Kostelnick completed his run on Oct 24 at 5:30 pm, exactly 42 days, 6 hours and 30 minutes from when he left San Francisco City Hall, breaking the previous record by four days held since 1980 by Frank Giannino. Earlier this year, an attempt to break the record by British runner Robert Young fell short amid intense controversy.

RELATED: Run Across America Attempt Ends Amid Controversy

But there was no controversy when Kostelnick finally crossed the finish, just exhaustion and jubilation. He said he needed just two things: a beer and his wife.

The 29-year-old kept up a super human pace of 72 miles per day, which required roughly 14 hours of running each day and burning around 7,000 calories. Such a grueling pace required around the clock support, extreme preparation and the mental fortitude to even survive.

Petes feetaa

For starters, Kostelnick was already an accomplished ultramarathon runner, having won the Badwater Ultramarathon twic, a 135-mile course from Death Valley to Mount Whitney, known as the world’s toughest foot race. Leading up to embarking on the run across America challenge Kostelnick also ran a lot, logging over 900 miles in the month prior, according to the New York Times.

So how did he manage to eat enough calories to keep his body functioning over all that mileage? Well, by shoveling huge quantities of food down his gullet on a daily. His diet of between 9,000 and 14,000 calories was recently laid out by Outside Online, and it’s a feat just in itself.

The day begins at 3:30 am with an immediate bowl of oatmeal and from there it’s running and eating pretty all day long. He drinks a great of soda and gatorade along the way, and lunch is often fast food. Red meat and potatoes were also a big staple along with energy bars.

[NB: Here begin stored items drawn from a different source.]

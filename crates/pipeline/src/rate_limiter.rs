//! Rate Limiting Abstractions
//!
//! Provides a trait-based rate limiting abstraction for pacing producer tasks
//! (used by the `event_generator` demo binary, not by the core pipeline
//! itself). The design is decoupled to allow easy swapping of implementations
//! (interval-based, token bucket, adaptive, etc.).
//!
//! Uses native async traits (no `#[async_trait]` macro required).

use std::time::Duration;
use tokio::time::{interval, Interval, MissedTickBehavior};

/// Trait for rate limiting async operations.
///
/// Implementors control the pacing of operations by awaiting `wait()` between
/// each operation. Uses native async fn in traits (Rust 2024 edition).
///
/// # Example
///
/// ```ignore
/// let mut limiter = IntervalRateLimiter::from_rate(100.0); // 100 ops/sec
/// loop {
///     limiter.wait().await;
///     do_work();
/// }
/// ```
///
/// # Note on Send bounds
///
/// The `+ Send` bound on the return type ensures the future can be used in
/// multi-threaded async runtimes like Tokio. This is required because `async fn`
/// in traits doesn't automatically add `Send` bounds.
pub trait RateLimiter: Send {
    /// Wait until the next operation is permitted.
    ///
    /// This method should be called before each rate-limited operation.
    /// It will complete immediately if within budget, or delay as needed.
    fn wait(&mut self) -> impl Future<Output = ()> + Send;

    /// Returns the target rate in operations per second, if known.
    fn target_rate(&self) -> Option<f64> {
        None
    }
}

use std::future::Future;
use std::pin::Pin;

/// Object-safe version of RateLimiter for dynamic dispatch.
///
/// This trait uses `Pin<Box<dyn Future>>` to allow `dyn RateLimiterBoxed`.
pub trait RateLimiterBoxed: Send {
    /// Wait until the next operation is permitted (boxed future for object safety).
    fn wait_boxed(&mut self) -> Pin<Box<dyn Future<Output = ()> + Send + '_>>;

    /// Returns the target rate in operations per second, if known.
    fn target_rate(&self) -> Option<f64> {
        None
    }
}

/// Blanket implementation: any RateLimiter can be used as RateLimiterBoxed
impl<T: RateLimiter> RateLimiterBoxed for T {
    fn wait_boxed(&mut self) -> Pin<Box<dyn Future<Output = ()> + Send + '_>> {
        Box::pin(self.wait())
    }

    fn target_rate(&self) -> Option<f64> {
        RateLimiter::target_rate(self)
    }
}

/// Interval-based rate limiter using `tokio::time::Interval`.
///
/// Provides consistent pacing by waiting a fixed duration between operations.
/// Missed ticks are skipped (burst mode) to avoid queueing backpressure.
///
/// # Example
///
/// ```ignore
/// // 100 events per second = 10ms interval
/// let limiter = IntervalRateLimiter::from_rate(100.0);
///
/// // Or specify interval directly
/// let limiter = IntervalRateLimiter::new(Duration::from_millis(10));
/// ```
pub struct IntervalRateLimiter {
    interval: Option<Interval>,
    rate_per_sec: f64,
}

impl IntervalRateLimiter {
    /// Create a rate limiter with a specific interval between operations.
    ///
    /// If `period` is zero, creates an unlimited rate limiter that only yields.
    pub fn new(period: Duration) -> Self {
        if period.is_zero() {
            return Self {
                interval: None,
                rate_per_sec: f64::INFINITY,
            };
        }

        let mut interval = interval(period);
        // Skip missed ticks to avoid queueing - if we fall behind, catch up by skipping
        interval.set_missed_tick_behavior(MissedTickBehavior::Skip);

        let rate_per_sec = 1.0 / period.as_secs_f64();

        Self {
            interval: Some(interval),
            rate_per_sec,
        }
    }

    /// Create a rate limiter from a target rate in operations per second.
    ///
    /// # Panics
    ///
    /// Panics if `rate_per_sec` is zero or negative.
    pub fn from_rate(rate_per_sec: f64) -> Self {
        assert!(rate_per_sec > 0.0, "rate must be positive");
        let period = Duration::from_secs_f64(1.0 / rate_per_sec);
        let mut limiter = Self::new(period);
        limiter.rate_per_sec = rate_per_sec;
        limiter
    }

    /// Create an unlimited rate limiter that never waits.
    ///
    /// Useful for testing or when the inbound buffer's own backpressure
    /// is the only desired rate control.
    pub fn unlimited() -> Self {
        Self::new(Duration::ZERO)
    }
}

impl RateLimiter for IntervalRateLimiter {
    async fn wait(&mut self) {
        match &mut self.interval {
            Some(interval) => {
                interval.tick().await;
            }
            None => {
                // Unlimited: just yield to runtime
                tokio::task::yield_now().await;
            }
        }
    }

    fn target_rate(&self) -> Option<f64> {
        if self.rate_per_sec.is_infinite() {
            None
        } else {
            Some(self.rate_per_sec)
        }
    }
}

/// A no-op rate limiter that yields to the async runtime without waiting.
///
/// Useful when you want the inbound buffer's own backpressure to be the sole
/// rate control mechanism, while still yielding to prevent starving other
/// tasks.
pub struct YieldingRateLimiter;

impl RateLimiter for YieldingRateLimiter {
    async fn wait(&mut self) {
        tokio::task::yield_now().await;
    }

    fn target_rate(&self) -> Option<f64> {
        None // Unlimited - controlled by backpressure only
    }
}

#[cfg(test)]
mod tests {
    use super::*;
    use std::time::Instant;

    #[tokio::test]
    async fn test_interval_rate_limiter_timing() {
        let mut limiter = IntervalRateLimiter::from_rate(100.0); // 100/sec = 10ms interval

        let start = Instant::now();
        for _ in 0..10 {
            limiter.wait().await;
        }
        let elapsed = start.elapsed();

        // 10 ticks at 10ms each = ~100ms (first tick is immediate)
        // Allow some tolerance for scheduling jitter
        assert!(
            elapsed >= Duration::from_millis(80) && elapsed <= Duration::from_millis(150),
            "Expected ~90ms, got {:?}",
            elapsed
        );
    }

    #[tokio::test]
    async fn test_unlimited_rate_limiter() {
        let mut limiter = IntervalRateLimiter::unlimited();

        let start = Instant::now();
        for _ in 0..1000 {
            limiter.wait().await;
        }
        let elapsed = start.elapsed();

        // Should be very fast - just yielding
        assert!(
            elapsed < Duration::from_millis(50),
            "Unlimited limiter too slow: {:?}",
            elapsed
        );
    }

    #[tokio::test]
    async fn test_target_rate() {
        let limiter = IntervalRateLimiter::from_rate(250.0);
        // Disambiguate between RateLimiter and RateLimiterBoxed traits
        assert_eq!(RateLimiter::target_rate(&limiter), Some(250.0));

        let unlimited = IntervalRateLimiter::unlimited();
        assert_eq!(RateLimiter::target_rate(&unlimited), None);
    }
}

There were certainly challenges. His support crew was involved in an accident and Kostelnick struggled through some personal low points, but when he finished those last paces down the streets of Manhattan he was every man’s hero.

It was a feat as much an inspiration to everyone as it was an accomplishment for one, which became evident whenever the crew would pass through towns or fellow runners would come out to join him for a leg.

But even this real life Forrest Gump has his limits as Kostelnick would be flying back to Nebraska.